Saved entries
//! The parser implementation.
//!
//! A recursive descent parser that consumes tokens from the scanner and builds
//! an arena-allocated AST. Two entry points share the expression grammar:
//! [`Parser::parse_expression`] for a single checked expression and
//! [`Parser::parse_source_file`] for declaration sources compiled by the host.

use bumpalo::Bump;
use exprcheck_ast::node::*;
use exprcheck_ast::syntax_kind::SyntaxKind;
use exprcheck_ast::types::*;
use exprcheck_core::text::TextSpan;
use exprcheck_diagnostics::{messages, Diagnostic, DiagnosticCollection, DiagnosticMessage};
use exprcheck_scanner::Scanner;

use crate::precedence::BinaryPrecedence;

/// Maximum recursion depth to prevent stack overflow on deeply nested input.
const MAX_RECURSION_DEPTH: u32 = 200;

/// Move a Vec into the arena as a slice.
fn alloc_vec_in<T>(arena: &Bump, vec: Vec<T>) -> &[T] {
    if vec.is_empty() {
        return &[];
    }
    arena.alloc_slice_fill_iter(vec)
}

/// The parser produces expressions and source files from source text.
pub struct Parser<'a> {
    arena: &'a Bump,
    scanner: Scanner,
    file_name: String,
    source_text: String,
    /// End of the most recently consumed token.
    prev_token_end: u32,
    next_node_id: u32,
    diagnostics: DiagnosticCollection,
    /// Tracks recursion depth to prevent stack overflow on deeply nested input.
    recursion_depth: u32,
}
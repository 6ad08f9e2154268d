use bumpalo::Bump;
use criterion::{black_box, criterion_group, criterion_main, Criterion};
use exprcheck_checker::check;
use exprcheck_parser::Parser;
use exprcheck_types::{StaticSymbol, StaticType, StaticTypeRepository, SymbolTable, TypeKind};

fn bench_check(c: &mut Criterion) {
    let source = "a * (b + 1) - c / 2 + \"s\" + (d instanceof e) + (\"k\" in f) + missing - true";
    let arena = Bump::new();
    let mut parser = Parser::new(&arena, "bench", source);
    let expression = parser.parse_expression();

    let scope: SymbolTable = [
        ("a", TypeKind::Number),
        ("b", TypeKind::Number),
        ("c", TypeKind::Any),
        ("d", TypeKind::Object),
        ("e", TypeKind::Function),
        ("f", TypeKind::Object),
    ]
    .into_iter()
    .map(|(name, kind)| StaticSymbol::new(name, StaticType::of_kind(kind)).into_ref())
    .collect();
    let repository = StaticTypeRepository::new();

    c.bench_function("check_mixed_expression", |b| {
        b.iter(|| check(black_box(expression), black_box(&scope), &repository))
    });
}

criterion_group!(benches, bench_check);
criterion_main!(benches);
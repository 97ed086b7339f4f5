//! Burst register access over the SPI bus.

use crate::registers::Register;
use embedded_hal::spi::{Operation, SpiDevice};

/// Register burst access as the driver consumes it.
///
/// Blanket-implemented for every [`SpiDevice`], whose transaction keeps the
/// chip-select line asserted across the address byte and all data bytes, so
/// the chip sees each burst as one continuous access.
pub trait ReadWrite {
    type Error;

    /// Writes `values` starting at `register` in a single bus transaction.
    fn write_many(&mut self, register: Register, values: &[u8]) -> Result<(), Self::Error>;

    /// Reads `buffer.len()` bytes starting at `register` in a single bus
    /// transaction. The buffer contents are exchanged in place; callers
    /// pass zeroed buffers so the chip is clocked with dummy bytes.
    fn read_many(&mut self, register: Register, buffer: &mut [u8]) -> Result<(), Self::Error>;
}

impl<SPI> ReadWrite for SPI
where
    SPI: SpiDevice<u8>,
{
    type Error = SPI::Error;

    fn write_many(&mut self, register: Register, values: &[u8]) -> Result<(), Self::Error> {
        self.transaction(&mut [
            Operation::Write(&[register.write()]),
            Operation::Write(values),
        ])
    }

    fn read_many(&mut self, register: Register, buffer: &mut [u8]) -> Result<(), Self::Error> {
        self.transaction(&mut [
            Operation::Write(&[register.read()]),
            Operation::TransferInPlace(buffer),
        ])
    }
}
//! # RFM69 Radio Driver
//!
//! A blocking, `no_std` compatible driver for the RFM69 series of FSK packet
//! radio modules.
//!
//! This crate provides a high-level interface for the RFM69 radio transceiver
//! using the `embedded-hal` traits for hardware abstraction.
//!
//! ## Features
//!
//! - Register access over any `SpiDevice`, one chip-select window per burst
//! - Declarative base configuration with read-back verification
//! - Frequency, transmit power, sync word, preamble and AES key control
//! - Polling packet engine with bounded send and receive deadlines
//! - Support for both standard and high-power (RFM69HW/HCW) modules
//!
//! ## Example
//!
//! ```ignore
//! use rfm69_hcw::{Rfm69, Rfm69Mode};
//!
//! let mut radio = Rfm69::new(spi_device, reset_pin, delay);
//! radio.init()?;
//!
//! // Send a message
//! radio.send(b"Hello!")?;
//!
//! // Listen for a reply for up to two seconds
//! if let Some(packet) = radio.receive(2_000)? {
//!     let _ = (packet.payload, packet.rssi_dbm);
//! }
//! ```

#![cfg_attr(not(test), no_std)]

pub mod registers;
pub mod rfm69;
pub mod settings;

mod read_write;

// Re-export commonly used types for convenience
pub use rfm69::{ReceivedPacket, Rfm69, Rfm69Config, Rfm69Error, Rfm69Mode};
pub use settings::SyncConfiguration;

## Task requirements
Lines from the entries that contain the string "transaction" are what must be copied.

## Output of the exercise
/// Blanket-implemented for every [`SpiDevice`], whose transaction keeps the
    /// Writes `values` starting at `register` in a single bus transaction.
    /// transaction. The buffer contents are exchanged in place; callers
        self.transaction(&mut [
        self.transaction(&mut [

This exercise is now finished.